Jolene Armstrong and Monique Tschofen are Canadian artists and academics, with PhDs in Comparative Literature and Film Studies, whose interdisciplinary, public-facing projects contribute to the growing body of works that use VR worldmaking as a speculative tool to critically examine crises and re-imagine diverse and ethical futures. In multiple award-winning collaborative and solo projects, they have evolved an approach to storytelling and a documentary aesthetic that is informed by philosophy, aesthetics, literature, and science, that enters into dialogue with past practices and forms, is shaped by feminist care ethics, anchored in everyday life, and oriented to the human and non-human other. Their recent works together include an installation about the environmental crisis using sculpture and projector art Fire and Water (2025), an interactive documentary called Solastalgia (2025), and a body of new sound works that will cross sculptural forms with field sound recording. 

Jolene Armstrong is an Associate Professor of Comparative Literature and English at Athabasca University. She is a member of the Decameron Collective, whose past work includes Decameron 2.0 (honorary mention for the Robert Coover Award For a Work of Electronic Literature 2022), Memory Eternal (Digital Humanities Award 2023 and Shortlisted for Wonderbox Digital Opening Up - New Media Writing Prize Award 2023), Deformances Unlinked (Spelarne), and Slava Ukraini which have exhibited internationally in Italy, Portugal, Estonia, Japan, Colombia, the United States, and Canada. As a multimedia artist, Armstrong's  creative and translated work has appeared in Galaxy Brain, Peatsmoke Journal, DeLuge Literary Journal, MacroMicrocosm (Folk Issue), Wildroof Journal, Beyond Words Literary Magazine (Issue 22, 25, 26, 28), The Hunger Mountain Review, The Society for Misfit Stories, The Silk Road Review, ArtWife Magazine, and The Antonym. She is particularly interested in the intersection of art and literature and the potential that immersive environments present as storytelling mediums.

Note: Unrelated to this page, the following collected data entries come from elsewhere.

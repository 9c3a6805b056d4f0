use std::ops::Range;

use itertools::Itertools;

use crate::{error::Error, Result};

/// Contains an in-memory line-index
#[derive(Debug, Clone, PartialEq, Eq, Default)]
pub struct Index {
    /// Maps line to the byte offset it starts at. The index within the Vec represents the
    /// line-index in the text
    inner: Vec<usize>,
    /// The len in bytes of the indexed text
    len_bytes: usize,
}

impl Index {
    /// Create a new Index from known line start offsets over a text of `len_bytes` bytes.
    /// The offsets won't be validated.
    pub fn new(line: Vec<usize>, len_bytes: usize) -> Index {
        Self {
            inner: line,
            len_bytes,
        }
    }

    /// Build a new index for `text`. A line ends right after each `\n`. A trailing `\n` does not
    /// start another (empty) line, and empty text has no lines at all.
    pub fn build(text: &str) -> Self {
        let len_bytes = text.len();
        if len_bytes == 0 {
            return Self::default();
        }

        let inner: Vec<usize> = std::iter::once(0)
            .chain(
                text.bytes()
                    .positions(|b| b == b'\n')
                    .map(|pos| pos + 1)
                    // Don't push an offset for the end of the text
                    .filter(|start| *start < len_bytes),
            )
            .collect();

        tracing::trace!(lines = inner.len(), len_bytes, "built line index");

        Self { inner, len_bytes }
    }

    /// Get the start offset of `line`
    #[inline]
    pub fn get(&self, line: usize) -> Result<usize> {
        self.inner.get(line).copied().ok_or(Error::OutOfRange {
            index: line,
            total: self.len(),
        })
    }

    /// Returns the byte range of `line` including its terminator
    pub fn range(&self, line: usize) -> Result<Range<usize>> {
        let start = self.get(line)?;
        let end = self.inner.get(line + 1).copied().unwrap_or(self.len_bytes);
        Ok(start..end)
    }

    /// Returns the amount of lines in the index.
    #[inline]
    pub fn len(&self) -> usize {
        self.inner.len()
    }

    /// Get the len of the indexed text in bytes
    #[inline]
    pub fn len_bytes(&self) -> usize {
        self.len_bytes
    }

    /// Returns `true` if the index holds no lines
    #[inline]
    pub fn is_empty(&self) -> bool {
        self.inner.is_empty()
    }
}
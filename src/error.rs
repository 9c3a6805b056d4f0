use std::path::PathBuf;

use crate::encoding::Encoding;

#[derive(Debug, thiserror::Error)]
pub enum Error {
    /// The path does not resolve to a file
    #[error("no such file: {}", .path.display())]
    NotFound { path: PathBuf },

    /// Opening or reading the file failed for any reason other than it missing
    #[error("failed to read {}: {source}", .path.display())]
    Io {
        path: PathBuf,
        #[source]
        source: std::io::Error,
    },

    /// Reading from a source without a path failed
    #[error("read failed: {0}")]
    Read(#[from] std::io::Error),

    /// Bytes are not valid under the requested encoding. `valid_up_to` is the byte offset of the
    /// first invalid sequence.
    #[error("file is not valid {encoding} (invalid byte sequence at offset {valid_up_to})")]
    Decode {
        encoding: Encoding,
        valid_up_to: usize,
    },

    /// On request for a line past the end of the file
    #[error("line index {index} out of range (file has {total} lines)")]
    OutOfRange { index: usize, total: usize },

    #[error("unknown encoding `{0}`")]
    UnknownEncoding(String),

    #[error("malformed literal at character {position}: {reason}")]
    MalformedLiteral {
        position: usize,
        reason: &'static str,
    },
}

impl Error {
    /// Maps a failed open of `path` to `NotFound` or `Io`.
    pub(crate) fn from_open(path: PathBuf, source: std::io::Error) -> Self {
        if source.kind() == std::io::ErrorKind::NotFound {
            Self::NotFound { path }
        } else {
            Self::Io { path, source }
        }
    }
}

#[cfg(test)]
mod tests {
    use super::*;
    use pretty_assertions::assert_eq;

    #[test]
    fn test_from_open() {
        let missing = std::io::Error::new(std::io::ErrorKind::NotFound, "gone");
        let err = Error::from_open(PathBuf::from("a/b"), missing);
        assert!(matches!(err, Error::NotFound { .. }));
        assert_eq!(err.to_string(), "no such file: a/b");

        let denied = std::io::Error::new(std::io::ErrorKind::PermissionDenied, "nope");
        let err = Error::from_open(PathBuf::from("a/b"), denied);
        assert!(matches!(err, Error::Io { .. }));
    }

    #[test]
    fn test_out_of_range_message() {
        let err = Error::OutOfRange { index: 5, total: 3 };
        assert_eq!(
            err.to_string(),
            "line index 5 out of range (file has 3 lines)"
        );
    }
}
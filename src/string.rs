use crate::{index::Index, Indexable, ReadByLine};

/// Decoded text together with its line index. Every line keeps its terminator, so concatenating
/// all lines gives back the text.
#[derive(Debug, Clone, PartialEq, Eq)]
pub struct LineSequence {
    data: String,
    index: Index,
}

impl LineSequence {
    /// Create a new `LineSequence` from text and builds an index.
    pub fn new<S: Into<String>>(s: S) -> LineSequence {
        let data = s.into();
        let index = Index::build(&data);
        Self { data, index }
    }

    /// Iterate over all lines, terminators included
    #[inline]
    pub fn lines(&self) -> Lines<'_> {
        Lines {
            seq: self,
            pos: 0,
        }
    }

    /// Returns the underlying text
    #[inline]
    pub fn into_inner(self) -> String {
        self.data
    }
}

impl From<String> for LineSequence {
    #[inline]
    fn from(s: String) -> Self {
        Self::new(s)
    }
}

impl From<&str> for LineSequence {
    #[inline]
    fn from(s: &str) -> Self {
        Self::new(s)
    }
}

impl Indexable for LineSequence {
    #[inline]
    fn get_index(&self) -> &Index {
        &self.index
    }
}

impl ReadByLine for LineSequence {
    #[inline]
    fn as_text(&self) -> &str {
        &self.data
    }
}

/// Iterator over the lines of a `LineSequence`
#[derive(Debug, Clone)]
pub struct Lines<'a> {
    seq: &'a LineSequence,
    pos: usize,
}

impl<'a> Iterator for Lines<'a> {
    type Item = &'a str;

    #[inline]
    fn next(&mut self) -> Option<Self::Item> {
        let line = self.seq.read_line(self.pos).ok()?;
        self.pos += 1;
        Some(line)
    }

    #[inline]
    fn size_hint(&self) -> (usize, Option<usize>) {
        let left = self.seq.total_lines().saturating_sub(self.pos);
        (left, Some(left))
    }
}

impl<'a> ExactSizeIterator for Lines<'a> {}
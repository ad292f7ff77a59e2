//! # contract: collaborator interfaces for the log pipeline
//!
//! The pipeline talks to two things it does not own: the remote object store
//! that holds the log files, and the external analyzer process. Both sit behind
//! a trait here so the CLI can plug in the AWS client and `goaccess`, while
//! tests plug in `mockall` mocks.
//!
//! ## Mocking & Testing
//! - Both traits are annotated for `mockall`; the generated `MockObjectStore` and
//!   `MockAnalyzer` are exported under the `test-export-mocks` feature so
//!   integration tests in this and dependent crates can use them.
//!
//! ## Errors
//! - Store implementations return a boxed [`StoreError`]; the pipeline wraps it
//!   into the matching [`PipelineError`] variant together with the container and key.

use std::path::PathBuf;

use async_trait::async_trait;
use mockall::automock;
use serde::{Deserialize, Serialize};

use crate::error::PipelineError;

/// Error type returned by collaborators (simple boxed error, like the store SDKs give us).
pub type StoreError = Box<dyn std::error::Error + Send + Sync>;

/// Which kind of access log the run processes.
#[derive(Debug, Clone, Copy, PartialEq, Eq, Default, Serialize, Deserialize)]
#[serde(rename_all = "snake_case")]
pub enum LogSource {
    /// Plain S3 server access logs: space delimited, uncompressed.
    #[default]
    Storage,
    /// CloudFront edge logs: tab delimited, gzip compressed.
    EdgeCache,
}

impl LogSource {
    pub fn from_cloudfront_flag(cloudfront: bool) -> Self {
        if cloudfront {
            LogSource::EdgeCache
        } else {
            LogSource::Storage
        }
    }

    /// Whether fetched bodies must be gunzipped before concatenation.
    pub fn is_compressed(&self) -> bool {
        matches!(self, LogSource::EdgeCache)
    }
}

/// A remote log object selected for the run.
#[derive(Debug, Clone, PartialEq, Eq)]
pub struct LogObjectRef {
    pub container: String,
    pub key: String,
    pub compressed: bool,
}

/// One page of a listing call.
#[derive(Debug, Clone, Default)]
pub struct ListPage {
    /// Object keys in the order the store returned them.
    pub keys: Vec<String>,
    /// Token to request the following page; `None` on the last page.
    pub next: Option<String>,
}

/// Read-only access to a bucket-like object store.
#[cfg_attr(any(test, feature = "test-export-mocks"), automock)]
#[async_trait]
pub trait ObjectStore: Send + Sync {
    /// List one page of keys under `prefix`, continuing from `continuation` when given.
    async fn list_page(
        &self,
        container: &str,
        prefix: &str,
        continuation: Option<String>,
    ) -> Result<ListPage, StoreError>;

    /// Fetch the full body of one object.
    async fn get_object(&self, container: &str, key: &str) -> Result<Vec<u8>, StoreError>;
}

/// Representation requested from the analyzer.
#[derive(Debug, Clone, Copy, PartialEq, Eq, Serialize, Deserialize)]
#[serde(rename_all = "lowercase")]
pub enum OutputFormat {
    Json,
    Html,
    Csv,
}

impl OutputFormat {
    pub fn as_str(&self) -> &'static str {
        match self {
            OutputFormat::Json => "json",
            OutputFormat::Html => "html",
            OutputFormat::Csv => "csv",
        }
    }
}

impl std::fmt::Display for OutputFormat {
    fn fmt(&self, f: &mut std::fmt::Formatter<'_>) -> std::fmt::Result {
        f.write_str(self.as_str())
    }
}

impl std::str::FromStr for OutputFormat {
    type Err = String;

    fn from_str(s: &str) -> Result<Self, Self::Err> {
        match s.to_ascii_lowercase().as_str() {
            "json" => Ok(OutputFormat::Json),
            "html" => Ok(OutputFormat::Html),
            "csv" => Ok(OutputFormat::Csv),
            other => Err(format!("unsupported output format '{other}', expected html, json or csv")),
        }
    }
}

/// Everything the analyzer needs for one invocation.
#[derive(Debug, Clone)]
pub struct AnalyzerRequest {
    pub log_path: PathBuf,
    pub profile_path: PathBuf,
    /// `None` runs the analyzer interactively on the caller's terminal.
    pub format: Option<OutputFormat>,
}

/// Captured analyzer output. Empty in interactive mode.
#[derive(Debug, Clone, Default)]
pub struct AnalyzerOutput {
    pub stdout: Vec<u8>,
    pub stderr: Vec<u8>,
    pub status: Option<i32>,
}

/// Runs the external log analyzer against a combined log and a profile.
#[cfg_attr(any(test, feature = "test-export-mocks"), automock)]
#[async_trait]
pub trait Analyzer: Send + Sync {
    async fn invoke(&self, request: &AnalyzerRequest) -> Result<AnalyzerOutput, PipelineError>;
}
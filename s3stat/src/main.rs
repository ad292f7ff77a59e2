use anyhow::Result;
use clap::Parser;
use s3stat::cli::{run, Cli};
use tracing::Level;

#[tokio::main]
async fn main() -> Result<()> {
    // Load environment
    dotenvy::dotenv().ok();

    let cli = Cli::parse();

    // stdout belongs to goaccess, so logs go to stderr.
    let level = if cli.verbose { Level::DEBUG } else { Level::INFO };
    tracing_subscriber::fmt()
        .with_max_level(level)
        .with_writer(std::io::stderr)
        .init();
    tracing::info!("CLI application startup: tracing initialised, environment loaded");

    let result = run(cli).await;
    match &result {
        Ok(_) => tracing::info!("CLI completed successfully"),
        Err(e) => tracing::error!(error = %e, "CLI exited with error"),
    }
    result.map(|_| ())
}
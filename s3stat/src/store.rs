//! AWS S3 implementation of the core [`ObjectStore`] contract.

use async_trait::async_trait;
use aws_config::meta::region::RegionProviderChain;
use aws_config::{BehaviorVersion, Region};
use aws_sdk_s3::config::Credentials;
use aws_sdk_s3::error::DisplayErrorContext;
use aws_sdk_s3::Client;
use s3stat_core::contract::{ListPage, ObjectStore, StoreError};
use tracing::{debug, info, trace};

/// Region used when neither the command line nor the environment names one.
pub const FALLBACK_REGION: &str = "us-east-1";

/// Connection settings for the bucket holding the logs.
#[derive(Debug, Clone, Default, PartialEq)]
pub struct S3Settings {
    pub region: Option<String>,
    /// Custom endpoint URL (LocalStack, MinIO).
    pub endpoint: Option<String>,
    /// Explicit `(access key, secret key)`; `None` uses the default provider chain.
    pub credentials: Option<(String, String)>,
}

impl S3Settings {
    /// Explicit keys win only when both are non-empty.
    pub fn with_keys(mut self, key: &str, secret: &str) -> Self {
        self.credentials = if key.is_empty() || secret.is_empty() {
            None
        } else {
            Some((key.to_string(), secret.to_string()))
        };
        self
    }
}

/// Bucket access through the AWS SDK.
#[derive(Clone)]
pub struct S3Store {
    client: Client,
}

impl S3Store {
    pub fn new(client: Client) -> Self {
        Self { client }
    }

    pub async fn connect(settings: &S3Settings) -> Self {
        let region = RegionProviderChain::first_try(settings.region.clone().map(Region::new))
            .or_default_provider()
            .or_else(Region::new(FALLBACK_REGION));

        let mut loader = aws_config::defaults(BehaviorVersion::latest()).region(region);

        if let Some(endpoint) = &settings.endpoint {
            loader = loader.endpoint_url(endpoint);
        }

        if let Some((key, secret)) = &settings.credentials {
            loader = loader.credentials_provider(Credentials::new(key, secret, None, None, "s3stat"));
            info!("Using explicit AWS credentials");
        } else {
            info!("Using AWS credentials from the environment");
        }

        let shared = loader.load().await;
        let builder = aws_sdk_s3::config::Builder::from(&shared);
        // Custom endpoints rarely support virtual-hosted buckets.
        let config = if settings.endpoint.is_some() {
            builder.force_path_style(true).build()
        } else {
            builder.build()
        };

        Self::new(Client::from_conf(config))
    }
}

#[async_trait]
impl ObjectStore for S3Store {
    async fn list_page(
        &self,
        container: &str,
        prefix: &str,
        continuation: Option<String>,
    ) -> Result<ListPage, StoreError> {
        let resp = self
            .client
            .list_objects_v2()
            .bucket(container)
            .prefix(prefix)
            .set_continuation_token(continuation)
            .send()
            .await
            .map_err(|e| format!("{}", DisplayErrorContext(&e)))?;

        let keys: Vec<String> = resp
            .contents()
            .iter()
            .filter_map(|obj| obj.key().map(str::to_string))
            .collect();
        let next = if resp.is_truncated().unwrap_or(false) {
            resp.next_continuation_token().map(str::to_string)
        } else {
            None
        };

        debug!(bucket = container, prefix, keys = keys.len(), "Listed S3 page");
        Ok(ListPage { keys, next })
    }

    async fn get_object(&self, container: &str, key: &str) -> Result<Vec<u8>, StoreError> {
        let resp = self
            .client
            .get_object()
            .bucket(container)
            .key(key)
            .send()
            .await
            .map_err(|e| format!("{}", DisplayErrorContext(&e)))?;

        let body = resp
            .body
            .collect()
            .await
            .map_err(|e| format!("failed to read body: {e}"))?
            .into_bytes();

        trace!(bucket = container, key, size = body.len(), "Downloaded object");
        Ok(body.to_vec())
    }
}

#[cfg(test)]
mod tests {
    use super::*;

    #[test]
    fn empty_keys_fall_back_to_environment() {
        assert_eq!(S3Settings::default().with_keys("", "secret").credentials, None);
        assert_eq!(S3Settings::default().with_keys("key", "").credentials, None);
    }

    #[test]
    fn explicit_keys_are_kept() {
        let settings = S3Settings::default().with_keys("AKIA", "s3cr3t");
        assert_eq!(
            settings.credentials,
            Some(("AKIA".to_string(), "s3cr3t".to_string()))
        );
    }
}
use std::fs::write;
use std::path::PathBuf;

use chrono::NaiveDate;
use clap::Parser;
use serial_test::serial;
use tempfile::NamedTempFile;

use s3stat::cli::Cli;
use s3stat::config::{Settings, ANALYZER_ENV};
use s3stat::load_config::{load_config, FileConfig};
use s3stat_core::contract::{LogSource, OutputFormat};
use s3stat_core::fetch::FetchPolicy;
use s3stat_core::select::SelectionStrategy;

fn yaml(content: &str) -> NamedTempFile {
    let file = NamedTempFile::new().expect("Creating temp config file failed");
    write(file.path(), content).expect("Writing temp config failed");
    file
}

fn cli(extra: &[&str]) -> Cli {
    let mut args = vec!["s3stat", "", "", "my-logs", "s3/"];
    args.extend_from_slice(extra);
    Cli::try_parse_from(args).expect("arguments should parse")
}

fn today() -> NaiveDate {
    NaiveDate::from_ymd_opt(2024, 3, 9).unwrap()
}

#[test]
fn parses_full_yaml() {
    let file = yaml(
        "region: eu-west-1\n\
         endpoint: http://localhost:4566\n\
         cloudfront: true\n\
         concurrency: 8\n\
         fetch_policy: skip\n\
         strategy: prefix_extension\n\
         marker: access_log-\n\
         output: csv\n\
         analyzer: /opt/goaccess\n\
         analyzer_args: [\"--no-global-config\"]\n\
         artifact: out/report.csv\n",
    );

    let config = load_config(file.path()).expect("config should load");

    assert_eq!(
        config,
        FileConfig {
            region: Some("eu-west-1".into()),
            endpoint: Some("http://localhost:4566".into()),
            cloudfront: Some(true),
            concurrency: Some(8),
            fetch_policy: Some(FetchPolicy::Skip),
            strategy: Some(SelectionStrategy::PrefixExtension),
            marker: Some("access_log-".into()),
            output: Some(OutputFormat::Csv),
            analyzer: Some(PathBuf::from("/opt/goaccess")),
            analyzer_args: vec!["--no-global-config".into()],
            artifact: Some(PathBuf::from("out/report.csv")),
        }
    );
}

#[test]
fn unknown_keys_are_rejected() {
    let file = yaml("bucket_id: 12\n");
    assert!(load_config(file.path()).is_err());
}

#[test]
#[serial]
fn defaults_without_file_or_flags() {
    std::env::remove_var(ANALYZER_ENV);
    let settings = Settings::resolve(&cli(&[]), FileConfig::default(), today());

    assert_eq!(settings.run.container, "my-logs");
    assert_eq!(settings.run.prefix, "s3/");
    assert_eq!(settings.run.date, today());
    assert_eq!(settings.run.source, LogSource::Storage);
    assert_eq!(settings.run.output, None);
    assert_eq!(settings.run.concurrency, 1);
    assert_eq!(settings.run.fetch_policy, FetchPolicy::Abort);
    assert_eq!(settings.run.strategy, SelectionStrategy::FilterAfterList);
    assert_eq!(settings.s3.credentials, None);
    assert_eq!(settings.analyzer, PathBuf::from("goaccess"));
    assert_eq!(settings.artifact, PathBuf::from("s3output.html"));
}

#[test]
#[serial]
fn command_line_overrides_file() {
    std::env::remove_var(ANALYZER_ENV);
    let file = FileConfig {
        region: Some("eu-west-1".into()),
        output: Some(OutputFormat::Csv),
        concurrency: Some(8),
        analyzer: Some(PathBuf::from("/opt/goaccess")),
        ..Default::default()
    };
    let cli = cli(&[
        "-o",
        "json",
        "-d",
        "2023-12-31",
        "--region",
        "us-west-2",
        "--concurrency",
        "2",
        "--skip-failed",
        "-c",
    ]);

    let settings = Settings::resolve(&cli, file, today());

    assert_eq!(settings.run.output, Some(OutputFormat::Json));
    assert_eq!(settings.run.date, NaiveDate::from_ymd_opt(2023, 12, 31).unwrap());
    assert_eq!(settings.run.concurrency, 2);
    assert_eq!(settings.run.fetch_policy, FetchPolicy::Skip);
    assert_eq!(settings.run.source, LogSource::EdgeCache);
    assert_eq!(settings.s3.region.as_deref(), Some("us-west-2"));
    assert_eq!(settings.analyzer, PathBuf::from("/opt/goaccess"));
}

#[test]
#[serial]
fn analyzer_env_sits_between_flag_and_file() {
    std::env::set_var(ANALYZER_ENV, "/env/goaccess");
    let file = FileConfig {
        analyzer: Some(PathBuf::from("/file/goaccess")),
        ..Default::default()
    };

    let from_env = Settings::resolve(&cli(&[]), file, today());
    let from_flag = Settings::resolve(
        &cli(&["--analyzer", "/flag/goaccess"]),
        FileConfig::default(),
        today(),
    );
    std::env::remove_var(ANALYZER_ENV);

    assert_eq!(from_env.analyzer, PathBuf::from("/env/goaccess"));
    assert_eq!(from_flag.analyzer, PathBuf::from("/flag/goaccess"));
}

#[test]
fn explicit_keys_are_used_when_both_given() {
    let cli = Cli::try_parse_from(["s3stat", "AKIA", "s3cr3t", "my-logs", "s3/"]).unwrap();
    let settings = Settings::resolve(&cli, FileConfig::default(), today());
    assert_eq!(
        settings.s3.credentials,
        Some(("AKIA".to_string(), "s3cr3t".to_string()))
    );
}

#[test]
fn no_cloudfront_flag_overrides_file() {
    let cloudfront_file = || FileConfig {
        cloudfront: Some(true),
        ..Default::default()
    };

    let from_file = Settings::resolve(&cli(&[]), cloudfront_file(), today());
    let overridden = Settings::resolve(&cli(&["--no-cloudfront"]), cloudfront_file(), today());

    assert_eq!(from_file.run.source, LogSource::EdgeCache);
    assert_eq!(overridden.run.source, LogSource::Storage);
}

#[test]
fn cloudfront_flags_conflict() {
    assert!(Cli::try_parse_from(["s3stat", "", "", "b", "p/", "-c", "--no-cloudfront"]).is_err());
}
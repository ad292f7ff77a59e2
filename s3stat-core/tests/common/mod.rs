#![allow(dead_code)]

use std::collections::HashMap;
use std::io::Write;
use std::sync::atomic::{AtomicUsize, Ordering};
use std::time::Duration;

use async_trait::async_trait;
use flate2::write::GzEncoder;
use flate2::Compression;
use s3stat_core::contract::{ListPage, ObjectStore, StoreError};

/// In-memory bucket that pages its listing and can fail or delay chosen keys.
pub struct MemoryStore {
    objects: Vec<(String, Vec<u8>)>,
    page_size: usize,
    failing: Vec<String>,
    delays: HashMap<String, Duration>,
    gets: AtomicUsize,
}

impl MemoryStore {
    pub fn new(objects: Vec<(&str, Vec<u8>)>) -> Self {
        Self {
            objects: objects
                .into_iter()
                .map(|(k, v)| (k.to_string(), v))
                .collect(),
            page_size: 2,
            failing: Vec::new(),
            delays: HashMap::new(),
            gets: AtomicUsize::new(0),
        }
    }

    pub fn failing(mut self, key: &str) -> Self {
        self.failing.push(key.to_string());
        self
    }

    pub fn delayed(mut self, key: &str, millis: u64) -> Self {
        self.delays
            .insert(key.to_string(), Duration::from_millis(millis));
        self
    }

    pub fn gets(&self) -> usize {
        self.gets.load(Ordering::SeqCst)
    }
}

#[async_trait]
impl ObjectStore for MemoryStore {
    async fn list_page(
        &self,
        _container: &str,
        prefix: &str,
        continuation: Option<String>,
    ) -> Result<ListPage, StoreError> {
        let start = continuation
            .map(|token| token.parse::<usize>())
            .transpose()?
            .unwrap_or(0);
        let matching: Vec<&String> = self
            .objects
            .iter()
            .map(|(key, _)| key)
            .filter(|key| key.starts_with(prefix))
            .collect();
        let end = (start + self.page_size).min(matching.len());
        Ok(ListPage {
            keys: matching[start..end].iter().map(|k| k.to_string()).collect(),
            next: (end < matching.len()).then(|| end.to_string()),
        })
    }

    async fn get_object(&self, _container: &str, key: &str) -> Result<Vec<u8>, StoreError> {
        self.gets.fetch_add(1, Ordering::SeqCst);
        if let Some(delay) = self.delays.get(key) {
            tokio::time::sleep(*delay).await;
        }
        if self.failing.iter().any(|k| k == key) {
            return Err(format!("connection reset while fetching {key}").into());
        }
        self.objects
            .iter()
            .find(|(k, _)| k == key)
            .map(|(_, body)| body.clone())
            .ok_or_else(|| format!("no such key: {key}").into())
    }
}

pub fn gzip(data: &[u8]) -> Vec<u8> {
    let mut encoder = GzEncoder::new(Vec::new(), Compression::default());
    encoder.write_all(data).unwrap();
    encoder.finish().unwrap()
}

pub fn s3_line(n: usize) -> Vec<u8> {
    format!(
        "owner bucket [09/Mar/2024:10:00:{n:02} +0000] 10.0.0.{n} - REQ{n} REST.GET.OBJECT k \"GET /k HTTP/1.1\" 200 - 10 10 1 1 \"-\" \"curl\" -\n"
    )
    .into_bytes()
}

As a co-founding member of the Decameron Collective, along with hosting workshops, presenting and publishing papers,  Armstrong had the opportunity to expand her art practice to work withing emerging technologies in VR, AR and Web XR. Equally interested in traditional fine arts such as painting and sculpture, bookmaking, collage, metalworking, resin and photography, Armstrong, a self-admitted techo-phile, uses technology in unusual ways, in what she would describe as a kind of modern alchemy that blends methods and materials in new and surprising ways. As part of a daily creative practice, she assembles in images and words the shimmering, sometimes terrifying, ephemeral beauty that marks our collective existence on this blue planet. She lives and works in Amiskwaciy-Wâskahikan, treaty 6 territory (Edmonton, Canada) with her two kids and a menagerie of weird pets and projects strewn about her house. www.jolenearmstrong.ca

Monique Tschofen is Associate Professor of English at Toronto Metropolitan University. She publishes about research-creation methods at the intersection of art and philosophy. She was a founding member of the feminist Decameron Collective, a group of nine interdisciplinary scholar-creators from across Canada, whose interdisciplinary, public-facing projects emerge from a practice of collaborative research co-creation anchored in care ethics. Investigations of past and present moments experiment with creative digital humanities and research creation methodologies. With the members of the Collective, Monique has produced and exhibited two digital storyworlds and co-created a body of over twenty sound and video works, chapbooks and artbooks, as well as hosted workshops, conference presentations, and written manifestos and scholarly papers about the implications of this collaborative, living archive. This work has been acknowledged internationally, with Honorable Mention for the Robert Coover Award for a Work of Electronic Literature (Decameron 2.0, 2022), the Digital Humanities Award (Memory Eternal, 2023), and shortlisted for the Wonderbox Digital Opening Up - New Media Writing Prize (Memory Eternal, 2023). The Collective's capstone exhibition with new work in Augmented Reality using handmade artbooks and lightboxes is called Metamorphoses: Love Letters to Futures (2025). 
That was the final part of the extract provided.